Word for word, print the entries that follow.

---*---

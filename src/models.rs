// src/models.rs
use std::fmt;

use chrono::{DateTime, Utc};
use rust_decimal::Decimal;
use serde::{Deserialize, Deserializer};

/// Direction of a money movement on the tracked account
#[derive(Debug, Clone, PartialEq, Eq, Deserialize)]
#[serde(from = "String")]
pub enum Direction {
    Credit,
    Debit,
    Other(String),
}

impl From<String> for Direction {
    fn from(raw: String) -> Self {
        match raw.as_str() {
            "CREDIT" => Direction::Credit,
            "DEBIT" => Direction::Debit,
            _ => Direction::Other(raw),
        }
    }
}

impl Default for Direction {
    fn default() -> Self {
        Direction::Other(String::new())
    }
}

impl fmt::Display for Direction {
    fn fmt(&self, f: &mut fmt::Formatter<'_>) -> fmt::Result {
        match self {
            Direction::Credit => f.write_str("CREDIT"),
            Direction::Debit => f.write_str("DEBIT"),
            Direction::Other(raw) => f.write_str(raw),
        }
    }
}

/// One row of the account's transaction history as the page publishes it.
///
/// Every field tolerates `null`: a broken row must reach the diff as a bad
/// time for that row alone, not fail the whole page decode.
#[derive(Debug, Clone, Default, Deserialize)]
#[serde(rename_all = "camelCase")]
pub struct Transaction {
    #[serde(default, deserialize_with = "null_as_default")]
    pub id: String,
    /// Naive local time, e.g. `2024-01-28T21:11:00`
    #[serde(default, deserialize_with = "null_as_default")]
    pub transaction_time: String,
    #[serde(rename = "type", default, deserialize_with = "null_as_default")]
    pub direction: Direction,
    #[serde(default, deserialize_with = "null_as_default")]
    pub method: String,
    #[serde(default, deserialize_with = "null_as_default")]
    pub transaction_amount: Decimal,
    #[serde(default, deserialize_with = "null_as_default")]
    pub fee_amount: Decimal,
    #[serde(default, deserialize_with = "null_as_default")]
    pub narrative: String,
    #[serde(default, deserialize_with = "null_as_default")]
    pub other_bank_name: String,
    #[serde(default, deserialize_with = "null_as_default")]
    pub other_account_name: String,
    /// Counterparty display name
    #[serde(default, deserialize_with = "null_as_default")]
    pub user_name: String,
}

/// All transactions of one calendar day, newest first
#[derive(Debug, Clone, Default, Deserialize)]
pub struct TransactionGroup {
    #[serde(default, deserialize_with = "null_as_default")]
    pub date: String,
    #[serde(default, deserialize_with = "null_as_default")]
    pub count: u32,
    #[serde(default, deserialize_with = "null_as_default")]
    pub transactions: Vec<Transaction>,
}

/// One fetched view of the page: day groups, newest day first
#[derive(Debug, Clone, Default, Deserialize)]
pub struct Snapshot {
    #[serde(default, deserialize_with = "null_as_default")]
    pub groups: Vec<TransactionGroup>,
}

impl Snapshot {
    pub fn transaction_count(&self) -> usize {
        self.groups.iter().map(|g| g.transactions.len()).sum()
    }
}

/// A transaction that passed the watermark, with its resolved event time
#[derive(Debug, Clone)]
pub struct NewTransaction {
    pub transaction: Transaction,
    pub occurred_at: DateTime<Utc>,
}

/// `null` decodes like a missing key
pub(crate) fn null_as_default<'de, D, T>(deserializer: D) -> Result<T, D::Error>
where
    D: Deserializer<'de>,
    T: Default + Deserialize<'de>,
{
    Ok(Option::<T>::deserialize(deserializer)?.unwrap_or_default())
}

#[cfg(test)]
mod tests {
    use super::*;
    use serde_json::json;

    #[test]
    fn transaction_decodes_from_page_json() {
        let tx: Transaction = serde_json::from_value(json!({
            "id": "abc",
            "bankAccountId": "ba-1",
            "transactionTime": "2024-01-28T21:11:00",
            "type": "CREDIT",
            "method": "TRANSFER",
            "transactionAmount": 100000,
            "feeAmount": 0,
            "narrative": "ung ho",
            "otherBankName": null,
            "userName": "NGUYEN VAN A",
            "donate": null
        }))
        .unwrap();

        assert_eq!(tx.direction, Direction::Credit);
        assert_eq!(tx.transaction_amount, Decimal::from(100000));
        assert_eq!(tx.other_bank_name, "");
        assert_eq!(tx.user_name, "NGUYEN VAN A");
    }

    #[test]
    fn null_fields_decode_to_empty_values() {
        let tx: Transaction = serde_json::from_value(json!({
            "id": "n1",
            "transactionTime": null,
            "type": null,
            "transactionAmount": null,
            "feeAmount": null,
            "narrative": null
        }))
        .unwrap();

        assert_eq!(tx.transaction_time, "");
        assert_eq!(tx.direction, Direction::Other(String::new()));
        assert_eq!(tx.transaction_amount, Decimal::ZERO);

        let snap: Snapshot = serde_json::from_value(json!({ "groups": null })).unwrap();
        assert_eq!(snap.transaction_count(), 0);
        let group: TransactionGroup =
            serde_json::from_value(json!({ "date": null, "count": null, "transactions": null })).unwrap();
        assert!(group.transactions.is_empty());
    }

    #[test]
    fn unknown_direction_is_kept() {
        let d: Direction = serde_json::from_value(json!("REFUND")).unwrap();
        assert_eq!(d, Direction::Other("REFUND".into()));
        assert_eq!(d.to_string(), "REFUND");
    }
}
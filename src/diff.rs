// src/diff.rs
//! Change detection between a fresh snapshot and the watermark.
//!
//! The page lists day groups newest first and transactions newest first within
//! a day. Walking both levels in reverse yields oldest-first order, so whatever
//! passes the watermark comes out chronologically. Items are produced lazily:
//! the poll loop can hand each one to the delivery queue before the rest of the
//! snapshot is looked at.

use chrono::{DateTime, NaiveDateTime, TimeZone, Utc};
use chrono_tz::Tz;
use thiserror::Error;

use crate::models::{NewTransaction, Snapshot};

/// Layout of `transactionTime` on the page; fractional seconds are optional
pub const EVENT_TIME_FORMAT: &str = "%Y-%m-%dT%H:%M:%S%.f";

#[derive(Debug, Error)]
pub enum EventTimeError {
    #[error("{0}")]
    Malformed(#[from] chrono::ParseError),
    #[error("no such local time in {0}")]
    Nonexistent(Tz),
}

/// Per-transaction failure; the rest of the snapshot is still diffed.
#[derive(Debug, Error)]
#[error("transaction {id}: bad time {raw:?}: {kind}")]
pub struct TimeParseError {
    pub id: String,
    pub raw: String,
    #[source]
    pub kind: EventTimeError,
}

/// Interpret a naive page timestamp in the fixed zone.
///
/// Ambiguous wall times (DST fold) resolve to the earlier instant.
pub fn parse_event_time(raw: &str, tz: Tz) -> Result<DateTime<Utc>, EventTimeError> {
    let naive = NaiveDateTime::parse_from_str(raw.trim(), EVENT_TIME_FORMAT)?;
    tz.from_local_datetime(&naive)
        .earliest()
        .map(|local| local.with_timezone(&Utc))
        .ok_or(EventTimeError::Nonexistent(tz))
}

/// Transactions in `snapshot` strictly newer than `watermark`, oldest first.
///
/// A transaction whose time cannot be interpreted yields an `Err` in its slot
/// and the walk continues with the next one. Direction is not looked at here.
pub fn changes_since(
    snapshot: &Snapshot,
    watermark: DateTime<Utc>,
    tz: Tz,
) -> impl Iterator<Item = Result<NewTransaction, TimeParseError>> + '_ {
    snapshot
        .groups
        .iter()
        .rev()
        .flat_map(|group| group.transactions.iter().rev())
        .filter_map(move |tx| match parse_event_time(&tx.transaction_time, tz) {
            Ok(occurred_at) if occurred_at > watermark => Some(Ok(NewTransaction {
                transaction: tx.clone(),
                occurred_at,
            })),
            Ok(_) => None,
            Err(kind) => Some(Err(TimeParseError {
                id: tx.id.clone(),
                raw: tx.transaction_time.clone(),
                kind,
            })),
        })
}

---*---

- _EXPECTED OUTPUT_
filename src/models.rs
// src/models.rs
use std::fmt;

use chrono::{DateTime, Utc};
use rust_decimal::Decimal;
use serde::{Deserialize, Deserializer};

/// Direction of a money movement on the tracked account
#[derive(Debug, Clone, PartialEq, Eq, Deserialize)]
#[serde(from = "String")]
pub enum Direction {
    Credit,
    Debit,
    Other(String),
}

impl From<String> for Direction {
    fn from(raw: String) -> Self {
        match raw.as_str() {
            "CREDIT" => Direction::Credit,
            "DEBIT" => Direction::Debit,
            _ => Direction::Other(raw),
        }
    }
}

impl Default for Direction {
    fn default() -> Self {
        Direction::Other(String::new())
    }
}

impl fmt::Display for Direction {
    fn fmt(&self, f: &mut fmt::Formatter<'_>) -> fmt::Result {
        match self {
            Direction::Credit => f.write_str("CREDIT"),
            Direction::Debit => f.write_str("DEBIT"),
            Direction::Other(raw) => f.write_str(raw),
        }
    }
}

/// One row of the account's transaction history as the page publishes it.
///
/// Every field tolerates `null`: a broken row must reach the diff as a bad
/// time for that row alone, not fail the whole page decode.
#[derive(Debug, Clone, Default, Deserialize)]
#[serde(rename_all = "camelCase")]
pub struct Transaction {
    #[serde(default, deserialize_with = "null_as_default")]
    pub id: String,
    /// Naive local time, e.g. `2024-01-28T21:11:00`
    #[serde(default, deserialize_with = "null_as_default")]
    pub transaction_time: String,
    #[serde(rename = "type", default, deserialize_with = "null_as_default")]
    pub direction: Direction,
    #[serde(default, deserialize_with = "null_as_default")]
    pub method: String,
    #[serde(default, deserialize_with = "null_as_default")]
    pub transaction_amount: Decimal,
    #[serde(default, deserialize_with = "null_as_default")]
    pub fee_amount: Decimal,
    #[serde(default, deserialize_with = "null_as_default")]
    pub narrative: String,
    #[serde(default, deserialize_with = "null_as_default")]
    pub other_bank_name: String,
    #[serde(default, deserialize_with = "null_as_default")]
    pub other_account_name: String,
    /// Counterparty display name
    #[serde(default, deserialize_with = "null_as_default")]
    pub user_name: String,
}

/// All transactions of one calendar day, newest first
#[derive(Debug, Clone, Default, Deserialize)]
pub struct TransactionGroup {
    #[serde(default, deserialize_with = "null_as_default")]
    pub date: String,
    #[serde(default, deserialize_with = "null_as_default")]
    pub count: u32,
    #[serde(default, deserialize_with = "null_as_default")]
    pub transactions: Vec<Transaction>,
}

/// One fetched view of the page: day groups, newest day first
#[derive(Debug, Clone, Default, Deserialize)]
pub struct Snapshot {
    #[serde(default, deserialize_with = "null_as_default")]
    pub groups: Vec<TransactionGroup>,
}

impl Snapshot {
    pub fn transaction_count(&self) -> usize {
        self.groups.iter().map(|g| g.transactions.len()).sum()
    }
}

/// A transaction that passed the watermark, with its resolved event time
#[derive(Debug, Clone)]
pub struct NewTransaction {
    pub transaction: Transaction,
    pub occurred_at: DateTime<Utc>,
}

/// `null` decodes like a missing key
pub(crate) fn null_as_default<'de, D, T>(deserializer: D) -> Result<T, D::Error>
where
    D: Deserializer<'de>,
    T: Default + Deserialize<'de>,
{
    Ok(Option::<T>::deserialize(deserializer)?.unwrap_or_default())
}

#[cfg(test)]
mod tests {
    use super::*;
    use serde_json::json;

    #[test]
    fn transaction_decodes_from_page_json() {
        let tx: Transaction = serde_json::from_value(json!({
            "id": "abc",
            "bankAccountId": "ba-1",
            "transactionTime": "2024-01-28T21:11:00",
            "type": "CREDIT",
            "method": "TRANSFER",
            "transactionAmount": 100000,
            "feeAmount": 0,
            "narrative": "ung ho",
            "otherBankName": null,
            "userName": "NGUYEN VAN A",
            "donate": null
        }))
        .unwrap();

        assert_eq!(tx.direction, Direction::Credit);
        assert_eq!(tx.transaction_amount, Decimal::from(100000));
        assert_eq!(tx.other_bank_name, "");
        assert_eq!(tx.user_name, "NGUYEN VAN A");
    }

    #[test]
    fn null_fields_decode_to_empty_values() {
        let tx: Transaction = serde_json::from_value(json!({
            "id": "n1",
            "transactionTime": null,
            "type": null,
            "transactionAmount": null,
            "feeAmount": null,
            "narrative": null
        }))
        .unwrap();

        assert_eq!(tx.transaction_time, "");
        assert_eq!(tx.direction, Direction::Other(String::new()));
        assert_eq!(tx.transaction_amount, Decimal::ZERO);

        let snap: Snapshot = serde_json::from_value(json!({ "groups": null })).unwrap();
        assert_eq!(snap.transaction_count(), 0);
        let group: TransactionGroup =
            serde_json::from_value(json!({ "date": null, "count": null, "transactions": null })).unwrap();
        assert!(group.transactions.is_empty());
    }

    #[test]
    fn unknown_direction_is_kept() {
        let d: Direction = serde_json::from_value(json!("REFUND")).unwrap();
        assert_eq!(d, Direction::Other("REFUND".into()));
        assert_eq!(d.to_string(), "REFUND");
    }
}
filename src/diff.rs
// src/diff.rs
//! Change detection between a fresh snapshot and the watermark.
//!
//! The page lists day groups newest first and transactions newest first within
//! a day. Walking both levels in reverse yields oldest-first order, so whatever
//! passes the watermark comes out chronologically. Items are produced lazily:
//! the poll loop can hand each one to the delivery queue before the rest of the
//! snapshot is looked at.

use chrono::{DateTime, NaiveDateTime, TimeZone, Utc};
use chrono_tz::Tz;
use thiserror::Error;

use crate::models::{NewTransaction, Snapshot};

/// Layout of `transactionTime` on the page; fractional seconds are optional
pub const EVENT_TIME_FORMAT: &str = "%Y-%m-%dT%H:%M:%S%.f";

#[derive(Debug, Error)]
pub enum EventTimeError {
    #[error("{0}")]
    Malformed(#[from] chrono::ParseError),
    #[error("no such local time in {0}")]
    Nonexistent(Tz),
}

/// Per-transaction failure; the rest of the snapshot is still diffed.
#[derive(Debug, Error)]
#[error("transaction {id}: bad time {raw:?}: {kind}")]
pub struct TimeParseError {
    pub id: String,
    pub raw: String,
    #[source]
    pub kind: EventTimeError,
}

/// Interpret a naive page timestamp in the fixed zone.
///
/// Ambiguous wall times (DST fold) resolve to the earlier instant.
pub fn parse_event_time(raw: &str, tz: Tz) -> Result<DateTime<Utc>, EventTimeError> {
    let naive = NaiveDateTime::parse_from_str(raw.trim(), EVENT_TIME_FORMAT)?;
    tz.from_local_datetime(&naive)
        .earliest()
        .map(|local| local.with_timezone(&Utc))
        .ok_or(EventTimeError::Nonexistent(tz))
}

/// Transactions in `snapshot` strictly newer than `watermark`, oldest first.
///
/// A transaction whose time cannot be interpreted yields an `Err` in its slot
/// and the walk continues with the next one. Direction is not looked at here.
pub fn changes_since(
    snapshot: &Snapshot,
    watermark: DateTime<Utc>,
    tz: Tz,
) -> impl Iterator<Item = Result<NewTransaction, TimeParseError>> + '_ {
    snapshot
        .groups
        .iter()
        .rev()
        .flat_map(|group| group.transactions.iter().rev())
        .filter_map(move |tx| match parse_event_time(&tx.transaction_time, tz) {
            Ok(occurred_at) if occurred_at > watermark => Some(Ok(NewTransaction {
                transaction: tx.clone(),
                occurred_at,
            })),
            Ok(_) => None,
            Err(kind) => Some(Err(TimeParseError {
                id: tx.id.clone(),
                raw: tx.transaction_time.clone(),
                kind,
            })),
        })
}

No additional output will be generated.